- [The task] Look at every line of the material and count the ones holding the word "each". The answer is the number only.

──────── Source material

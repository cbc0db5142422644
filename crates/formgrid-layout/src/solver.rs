//! The grid solver.
//!
//! Resolving one axis runs in five passes:
//!
//! 1. **Track sizes**: each track's minimum and preferred size from its own
//!    size policy, measured against the children that sit in that track
//!    alone.
//! 2. **Spans**: children covering several tracks grow those tracks when the
//!    tracks are too small for them, minimum sizes first, then preferred.
//! 3. **Groups**: grouped tracks take the largest size among their members.
//! 4. **Distribution**: surplus space goes to growing tracks by weight; a
//!    deficit shrinks tracks toward their minimum by slack.
//! 5. **Origins**: prefix sums of the final sizes.

use tracing::{debug, trace};

use formgrid_core::{
    Axis, CellConstraints, Dimension, LayoutError, Measure, SizeContext, SpecError, TrackSpec, Unit,
    UnitConverter,
};

use crate::distribute::{settle, spread, units};
use crate::grid::GridSpec;
use crate::placement::LayoutInfo;

/// Intrinsic sizes reported by the host toolkit for one child.
pub trait IntrinsicSize {
    fn minimum_size(&self) -> Dimension;

    fn preferred_size(&self) -> Dimension;

    /// Upper limit for aligned (non-fill) placement.
    fn maximum_size(&self) -> Option<Dimension> {
        None
    }

    /// Short human-readable text used by diagnostic dumps.
    fn describe(&self) -> Option<String> {
        None
    }
}

impl IntrinsicSize for Dimension {
    fn minimum_size(&self) -> Dimension {
        *self
    }

    fn preferred_size(&self) -> Dimension {
        *self
    }
}

/// A child as seen by the solver.
#[derive(Clone, Copy)]
pub struct Child<'a> {
    pub constraints: CellConstraints,
    pub size: &'a dyn IntrinsicSize,
}

impl<'a> Child<'a> {
    pub fn new(constraints: CellConstraints, size: &'a dyn IntrinsicSize) -> Self {
        Self { constraints, size }
    }

    /// Size the child needs along `axis`, insets included.
    fn required(&self, measure: Measure, axis: Axis) -> i32 {
        let size = match measure {
            Measure::Minimum => self.size.minimum_size(),
            Measure::Preferred => self.size.preferred_size(),
        };
        let (leading, trailing) = self.constraints.insets.along(axis);
        size.along(axis).saturating_add(leading).saturating_add(trailing)
    }
}

impl std::fmt::Debug for Child<'_> {
    fn fmt(&self, f: &mut std::fmt::Formatter<'_>) -> std::fmt::Result {
        f.debug_struct("Child")
            .field("constraints", &self.constraints)
            .field("preferred", &self.size.preferred_size())
            .finish()
    }
}

/// Minimum and preferred size of every track on one axis.
#[derive(Debug, Clone, PartialEq, Eq, Default)]
pub struct TrackSizes {
    pub minimum: Vec<i32>,
    pub preferred: Vec<i32>,
}

impl TrackSizes {
    pub fn minimum_total(&self) -> i32 {
        total(&self.minimum)
    }

    pub fn preferred_total(&self) -> i32 {
        total(&self.preferred)
    }
}

/// Sum of track sizes, saturating at `i32::MAX`.
fn total(sizes: &[i32]) -> i32 {
    sizes.iter().fold(0, |sum, &size| sum.saturating_add(size))
}

/// The track sizes after each of the first three passes.
#[derive(Debug, Clone, PartialEq, Eq)]
pub struct Passes {
    pub measured: TrackSizes,
    pub spanned: TrackSizes,
    pub grouped: TrackSizes,
}

/// Resolves a [`GridSpec`] against a set of children.
pub struct GridSolver<'a> {
    grid: &'a GridSpec,
    children: &'a [Child<'a>],
    converter: &'a dyn UnitConverter,
}

impl<'a> GridSolver<'a> {
    pub fn new(grid: &'a GridSpec, children: &'a [Child<'a>], converter: &'a dyn UnitConverter) -> Self {
        Self {
            grid,
            children,
            converter,
        }
    }

    /// Check the grid and every child's constraints.
    pub fn validate(&self) -> Result<(), LayoutError> {
        if self.grid.column_count() == 0 {
            return Err(SpecError::NoColumns.into());
        }
        for (axis, count) in [
            (Axis::Horizontal, self.grid.column_count()),
            (Axis::Vertical, self.grid.row_count()),
        ] {
            for group in self.grid.groups(axis) {
                if let Some(&index) = group.members().iter().find(|&&i| i == 0 || i > count) {
                    return Err(SpecError::GroupIndexOutOfRange { axis, index, count }.into());
                }
            }
        }
        for (i, child) in self.children.iter().enumerate() {
            child
                .constraints
                .check(self.grid.column_count(), self.grid.row_count(), i)?;
        }
        Ok(())
    }

    /// Minimum and preferred track sizes along `axis` after spans and
    /// groups, before any distribution.
    pub fn track_sizes(&self, axis: Axis) -> Result<TrackSizes, LayoutError> {
        Ok(self.passes(axis)?.grouped)
    }

    /// Track sizes after each sizing pass along `axis`.
    pub fn passes(&self, axis: Axis) -> Result<Passes, LayoutError> {
        self.validate()?;
        Ok(self.run_passes(axis))
    }

    /// Solve both axes. Without an available extent an axis takes its
    /// preferred size.
    pub fn solve(
        &self,
        available_width: Option<i32>,
        available_height: Option<i32>,
    ) -> Result<LayoutInfo, LayoutError> {
        debug!(
            columns = self.grid.column_count(),
            rows = self.grid.row_count(),
            children = self.children.len(),
            ?available_width,
            ?available_height,
            "solving grid"
        );
        self.validate()?;

        let column_sizes = self.solve_axis(Axis::Horizontal, available_width);
        let row_sizes = self.solve_axis(Axis::Vertical, available_height);
        let info = LayoutInfo::from_sizes(&column_sizes, &row_sizes);

        debug!(width = info.width(), height = info.height(), "solved grid");
        Ok(info)
    }

    fn solve_axis(&self, axis: Axis, available: Option<i32>) -> Vec<i32> {
        let sizes = self.run_passes(axis).grouped;
        let resolved = self.distribute(axis, &sizes, available);
        trace!(%axis, ?resolved, "distributed");
        resolved
    }

    fn run_passes(&self, axis: Axis) -> Passes {
        let measured = self.measure(axis);
        trace!(%axis, minimum = ?measured.minimum, preferred = ?measured.preferred, "measured tracks");

        let mut spanned = measured.clone();
        self.reconcile_spans(axis, &mut spanned);
        trace!(%axis, minimum = ?spanned.minimum, preferred = ?spanned.preferred, "reconciled spans");

        let mut grouped = spanned.clone();
        self.equalize_groups(axis, &mut grouped);
        trace!(%axis, minimum = ?grouped.minimum, preferred = ?grouped.preferred, "equalized groups");

        Passes {
            measured,
            spanned,
            grouped,
        }
    }

    /// Pass 1: every track measured in isolation.
    fn measure(&self, axis: Axis) -> TrackSizes {
        let tracks = self.grid.tracks(axis);
        let mut child_minimum = vec![0; tracks.len()];
        let mut child_preferred = vec![0; tracks.len()];

        for child in self.children {
            let (start, span) = child.constraints.extent(axis);
            if span != 1 {
                continue;
            }
            let i = start - 1;
            child_minimum[i] = child_minimum[i].max(child.required(Measure::Minimum, axis));
            child_preferred[i] = child_preferred[i].max(child.required(Measure::Preferred, axis));
        }

        let mut sizes = TrackSizes::default();
        for (i, spec) in tracks.iter().enumerate() {
            let context = TrackContext {
                converter: self.converter,
                axis,
                minimum: child_minimum[i],
                preferred: child_preferred[i],
            };
            let minimum = spec.size().resolve(Measure::Minimum, &context).max(0);
            let preferred = spec.size().resolve(Measure::Preferred, &context).max(minimum);
            sizes.minimum.push(minimum);
            sizes.preferred.push(preferred);
        }
        sizes
    }

    /// Pass 2: grow tracks under children that span several of them.
    fn reconcile_spans(&self, axis: Axis, sizes: &mut TrackSizes) {
        let tracks = self.grid.tracks(axis);
        let mut spanning: Vec<&Child<'_>> = self
            .children
            .iter()
            .filter(|c| c.constraints.extent(axis).1 > 1)
            .collect();
        spanning.sort_by_key(|c| c.constraints.extent(axis).1);

        for child in &spanning {
            grow_span(tracks, &mut sizes.minimum, child, Measure::Minimum, axis);
        }
        for (preferred, &minimum) in sizes.preferred.iter_mut().zip(&sizes.minimum) {
            *preferred = (*preferred).max(minimum);
        }
        for child in &spanning {
            grow_span(tracks, &mut sizes.preferred, child, Measure::Preferred, axis);
        }
    }

    /// Pass 3: grouped tracks take the largest size of their group.
    fn equalize_groups(&self, axis: Axis, sizes: &mut TrackSizes) {
        for group in self.grid.groups(axis) {
            let members = group.members();
            for values in [&mut sizes.minimum, &mut sizes.preferred] {
                let largest = members.iter().map(|&m| values[m - 1]).max().unwrap_or(0);
                for &m in members {
                    values[m - 1] = largest;
                }
            }
        }
    }

    /// Pass 4: fit the preferred sizes into `available`.
    fn distribute(&self, axis: Axis, sizes: &TrackSizes, available: Option<i32>) -> Vec<i32> {
        let Some(available) = available else {
            return sizes.preferred.clone();
        };
        let tracks = self.grid.tracks(axis);
        let groups = self.grid.groups(axis);
        let preferred_total = sizes.preferred_total();

        if available >= preferred_total {
            let mut resolved = sizes.preferred.clone();
            let growing = units(tracks.len(), groups, |i| tracks[i].grow());
            spread(&mut resolved, &growing, available - preferred_total, |_| i32::MAX);
            return resolved;
        }

        let slack: Vec<i32> = sizes
            .preferred
            .iter()
            .zip(&sizes.minimum)
            .map(|(p, m)| p - m)
            .collect();
        let deficit = preferred_total.saturating_sub(available);
        let total_slack = total(&slack);

        if deficit >= total_slack {
            debug!(%axis, available, minimum = sizes.minimum_total(), "tracks floored at minimum");
            return sizes.minimum.clone();
        }

        let mut shrink = vec![0; tracks.len()];
        let shrinking = units(tracks.len(), groups, |i| f64::from(slack[i]));
        let carry = spread(&mut shrink, &shrinking, deficit, |i| slack[i]);
        let left = settle(&mut shrink, &shrinking, carry, |i| slack[i]);
        if left > 0 {
            debug!(%axis, available, left, "deficit not fully absorbed by grouped tracks");
        }
        sizes
            .preferred
            .iter()
            .zip(shrink)
            .map(|(p, s)| p - s)
            .collect()
    }
}

/// Distribute a spanning child's shortfall over the tracks it covers.
fn grow_span(tracks: &[TrackSpec], sizes: &mut [i32], child: &Child<'_>, measure: Measure, axis: Axis) {
    let (start, span) = child.constraints.extent(axis);
    let range = start - 1..start - 1 + span;
    let current = total(&sizes[range.clone()]);
    let required = child.required(measure, axis);
    if required <= current {
        return;
    }

    let spanned = &tracks[range.clone()];
    let weights: Vec<f64> = if spanned.iter().any(|t| t.grow() > 0.0) {
        spanned.iter().map(TrackSpec::grow).collect()
    } else {
        vec![1.0; span]
    };

    let shortfall = required - current;
    trace!(%axis, start, span, shortfall, ?measure, "growing spanned tracks");
    let single = units(span, &[], |i| weights[i]);
    spread(&mut sizes[range], &single, shortfall, |_| i32::MAX);
}

/// Resolves one track's size policy.
struct TrackContext<'a> {
    converter: &'a dyn UnitConverter,
    axis: Axis,
    minimum: i32,
    preferred: i32,
}

impl SizeContext for TrackContext<'_> {
    fn constant(&self, value: f64, unit: Unit) -> i32 {
        self.converter.to_pixels(value, unit, self.axis)
    }

    fn minimum(&self) -> i32 {
        self.minimum
    }

    fn preferred(&self) -> i32 {
        self.preferred
    }
}

/// Solve `grid` for `children` in one call.
pub fn solve(
    grid: &GridSpec,
    children: &[Child<'_>],
    converter: &dyn UnitConverter,
    available_width: Option<i32>,
    available_height: Option<i32>,
) -> Result<LayoutInfo, LayoutError> {
    GridSolver::new(grid, children, converter).solve(available_width, available_height)
}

────────────────

- [Written answer] 3